DIRECTIONS FOR THIS TASK
Write out every line below that contains "kind".

─── SUPPLIED MATERIAL ───

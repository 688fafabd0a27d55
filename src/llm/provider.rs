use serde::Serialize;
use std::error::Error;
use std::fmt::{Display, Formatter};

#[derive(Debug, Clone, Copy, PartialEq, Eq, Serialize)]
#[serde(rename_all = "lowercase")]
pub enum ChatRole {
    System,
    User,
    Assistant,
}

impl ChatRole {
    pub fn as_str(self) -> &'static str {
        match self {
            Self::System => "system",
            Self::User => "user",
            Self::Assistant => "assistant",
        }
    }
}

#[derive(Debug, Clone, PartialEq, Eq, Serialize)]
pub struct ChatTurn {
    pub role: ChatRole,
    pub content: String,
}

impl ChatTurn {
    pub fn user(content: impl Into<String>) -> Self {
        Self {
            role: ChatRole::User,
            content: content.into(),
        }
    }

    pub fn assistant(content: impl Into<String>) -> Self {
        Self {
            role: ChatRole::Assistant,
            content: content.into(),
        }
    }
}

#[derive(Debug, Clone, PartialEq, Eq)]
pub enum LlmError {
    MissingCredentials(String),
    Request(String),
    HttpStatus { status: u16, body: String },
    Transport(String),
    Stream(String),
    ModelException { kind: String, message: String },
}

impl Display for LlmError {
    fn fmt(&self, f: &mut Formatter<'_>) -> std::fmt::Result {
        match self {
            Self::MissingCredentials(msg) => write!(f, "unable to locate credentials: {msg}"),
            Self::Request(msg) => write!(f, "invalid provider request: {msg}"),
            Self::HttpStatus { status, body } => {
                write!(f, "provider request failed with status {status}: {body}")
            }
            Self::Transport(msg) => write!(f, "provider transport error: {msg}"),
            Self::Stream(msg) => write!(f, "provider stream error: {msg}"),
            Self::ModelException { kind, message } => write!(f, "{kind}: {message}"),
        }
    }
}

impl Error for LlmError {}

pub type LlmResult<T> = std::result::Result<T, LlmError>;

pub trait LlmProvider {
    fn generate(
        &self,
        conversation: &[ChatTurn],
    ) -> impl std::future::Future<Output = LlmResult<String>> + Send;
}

───
─── SUPPLIED MATERIAL ───

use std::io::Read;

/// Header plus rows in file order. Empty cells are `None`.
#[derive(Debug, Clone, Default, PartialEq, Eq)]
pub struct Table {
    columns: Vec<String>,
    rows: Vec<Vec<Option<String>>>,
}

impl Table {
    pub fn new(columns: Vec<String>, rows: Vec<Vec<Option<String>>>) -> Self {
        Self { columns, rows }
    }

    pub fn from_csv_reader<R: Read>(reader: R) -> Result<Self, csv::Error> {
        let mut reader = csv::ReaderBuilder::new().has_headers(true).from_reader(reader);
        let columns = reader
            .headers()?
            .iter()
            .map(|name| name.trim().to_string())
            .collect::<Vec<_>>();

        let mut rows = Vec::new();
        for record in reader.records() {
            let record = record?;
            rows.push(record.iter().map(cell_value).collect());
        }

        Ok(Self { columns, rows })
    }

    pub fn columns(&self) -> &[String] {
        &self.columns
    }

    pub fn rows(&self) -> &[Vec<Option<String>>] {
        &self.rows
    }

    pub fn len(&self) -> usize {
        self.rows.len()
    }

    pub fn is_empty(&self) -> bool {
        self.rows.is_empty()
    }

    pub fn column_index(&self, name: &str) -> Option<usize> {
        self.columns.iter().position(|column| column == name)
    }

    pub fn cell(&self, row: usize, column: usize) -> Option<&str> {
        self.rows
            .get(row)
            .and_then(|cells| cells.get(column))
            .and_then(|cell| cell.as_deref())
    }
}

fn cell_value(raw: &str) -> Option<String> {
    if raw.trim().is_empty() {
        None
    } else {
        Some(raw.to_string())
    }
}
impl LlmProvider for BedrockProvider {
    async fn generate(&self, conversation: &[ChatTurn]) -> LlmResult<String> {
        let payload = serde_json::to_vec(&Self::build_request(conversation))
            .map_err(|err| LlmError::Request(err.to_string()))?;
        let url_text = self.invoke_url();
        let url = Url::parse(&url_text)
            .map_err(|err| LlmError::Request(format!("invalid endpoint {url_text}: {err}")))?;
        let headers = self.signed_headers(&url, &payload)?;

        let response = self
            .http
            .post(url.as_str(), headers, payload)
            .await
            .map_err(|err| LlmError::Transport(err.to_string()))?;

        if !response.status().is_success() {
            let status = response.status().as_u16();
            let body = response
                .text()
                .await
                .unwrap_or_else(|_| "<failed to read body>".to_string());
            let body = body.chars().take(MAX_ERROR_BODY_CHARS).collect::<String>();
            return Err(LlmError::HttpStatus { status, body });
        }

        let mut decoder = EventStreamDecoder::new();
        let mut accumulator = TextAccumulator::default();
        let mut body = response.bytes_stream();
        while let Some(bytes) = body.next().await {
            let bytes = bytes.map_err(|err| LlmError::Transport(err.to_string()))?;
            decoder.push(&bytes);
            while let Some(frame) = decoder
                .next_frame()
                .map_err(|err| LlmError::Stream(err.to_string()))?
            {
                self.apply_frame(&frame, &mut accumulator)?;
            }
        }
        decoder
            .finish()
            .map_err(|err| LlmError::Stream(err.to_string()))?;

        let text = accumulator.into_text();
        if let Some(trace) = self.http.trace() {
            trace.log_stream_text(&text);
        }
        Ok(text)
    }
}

───

OUTPUT OF THE TASK
    ModelException { kind: String, message: String },
            Self::ModelException { kind, message } => write!(f, "{kind}: {message}"),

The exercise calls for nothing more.